Member of Parliament for Emfuleni South, Gauteng
- Incumbent
- Assumed office 2004

Personal details
- Born: Klerksdorp
- Party: Democratic Alliance
- Alma mater: University of South Africa and University of Johannesburg
- Profession: Advocate

= Hendrik Schmidt =

South African politician

Hendrik Schmidt is a South African politician, a Member of Parliament with the Democratic Alliance, and the Shadow Deputy Minister of Mining.

==Background==
Schmidt was born in Klerksdorp, South Africa in 1963. He attended schools in Durban, Welkom and Virginia.

==Education==
He holds several law degrees, including a B. Iuri., an LLB from Unisa, an LLM from Rand Afrikaans University / University of Johannesburg, a Masters in Philosophy (UJ) and a PhD in mining law (UCT).
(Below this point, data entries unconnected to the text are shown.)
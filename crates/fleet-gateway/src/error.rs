//! Error types for the gateway and the transport-status translation.

use thiserror::Error;
use tonic::{Code, Status};

use crate::repository::RepositoryError;

/// Errors surfaced by the daemon connection gateway.
///
/// Callers never inspect `tonic::Status` codes: every transport failure is
/// normalized into one of these variants by [`translate`] before it leaves
/// the gateway.
#[derive(Error, Debug)]
pub enum GatewayError {
    /// The caller supplied a malformed request. Raised before any I/O.
    #[error("invalid argument: {0}")]
    InvalidArgument(String),

    /// The daemon does not know the requested agent.
    #[error("agent not found")]
    AgentNotFound,

    /// The bounded call timeout expired.
    #[error("operation timed out")]
    Timeout,

    /// A connection could not be established, repaired, or used.
    #[error("connection failed: {0}")]
    ConnectionFailed(String),

    /// The daemon accepted the RPC but reported a business failure.
    /// Carries the daemon's own message, not a transport condition.
    #[error("agent operation failed: {0}")]
    OperationFailed(String),

    /// Any other transport error, passed through with its message intact.
    #[error("rpc failed: {}", .0.message())]
    Rpc(Status),

    /// A storage transaction failed as a whole. Per-record failures inside
    /// a sync batch never surface here; they are logged and skipped.
    #[error("storage failure: {0}")]
    Storage(#[from] RepositoryError),
}

/// Map a transport status onto the gateway's error vocabulary.
///
/// Total and deterministic: the same status code always yields the same
/// variant, independent of call site. Codes without a dedicated variant
/// pass through unchanged inside [`GatewayError::Rpc`].
pub fn translate(status: Status) -> GatewayError {
    match status.code() {
        Code::NotFound => GatewayError::AgentNotFound,
        Code::InvalidArgument => GatewayError::InvalidArgument(status.message().to_string()),
        Code::DeadlineExceeded => GatewayError::Timeout,
        Code::Unavailable => GatewayError::ConnectionFailed(status.message().to_string()),
        _ => GatewayError::Rpc(status),
    }
}

#[cfg(test)]
mod tests {
    use super::*;

    #[test]
    fn test_translate_not_found() {
        let err = translate(Status::not_found("agent missing"));
        assert!(matches!(err, GatewayError::AgentNotFound));
    }

    #[test]
    fn test_translate_invalid_argument_keeps_message() {
        let err = translate(Status::invalid_argument("bad operation"));
        match err {
            GatewayError::InvalidArgument(msg) => assert_eq!(msg, "bad operation"),
            other => panic!("unexpected variant: {:?}", other),
        }
    }

    #[test]
    fn test_translate_deadline_exceeded() {
        let err = translate(Status::deadline_exceeded("too slow"));
        assert!(matches!(err, GatewayError::Timeout));
    }

    #[test]
    fn test_translate_unavailable() {
        let err = translate(Status::unavailable("connection refused"));
        match err {
            GatewayError::ConnectionFailed(reason) => assert_eq!(reason, "connection refused"),
            other => panic!("unexpected variant: {:?}", other),
        }
    }

    #[test]
    fn test_translate_internal_preserves_original() {
        let err = translate(Status::internal("x"));
        match err {
            GatewayError::Rpc(status) => {
                assert_eq!(status.code(), Code::Internal);
                assert_eq!(status.message(), "x");
            }
            other => panic!("unexpected variant: {:?}", other),
        }
    }

    #[test]
    fn test_translate_is_deterministic() {
        for _ in 0..3 {
            assert!(matches!(
                translate(Status::not_found("a")),
                GatewayError::AgentNotFound
            ));
            assert!(matches!(
                translate(Status::deadline_exceeded("b")),
                GatewayError::Timeout
            ));
        }
    }
}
He has worked for the Department of Justice in the district and regional court as a Public Prosecutor and then as a State Advocate and Senior State Advocate. From 1994 to 1999, he was an advocate for the Witwatersrand Local Division and has been a member of the Society of Advocates of South Africa since 1994.

==Political life==
Schmidt began his political career as a councillor in the Northern Metropolitan Council and went on to become an MP in 1999. He held the position of Democratic Alliance spokesperson on Minerals and Energy from 2004 to 2009, and was instrumental in pursuing and exposing the truth surrounding the Oilgate scandal, involving the African National Congress and Petro-SA. On his re-election to Parliament in 2009, he was appointed as the Shadow Minister of Mining.
As a fierce opponent of nationalization of the mining industry in South Africa, he has released many statements to validate his skepticism of the ANC’s ability to do this while turning a profit.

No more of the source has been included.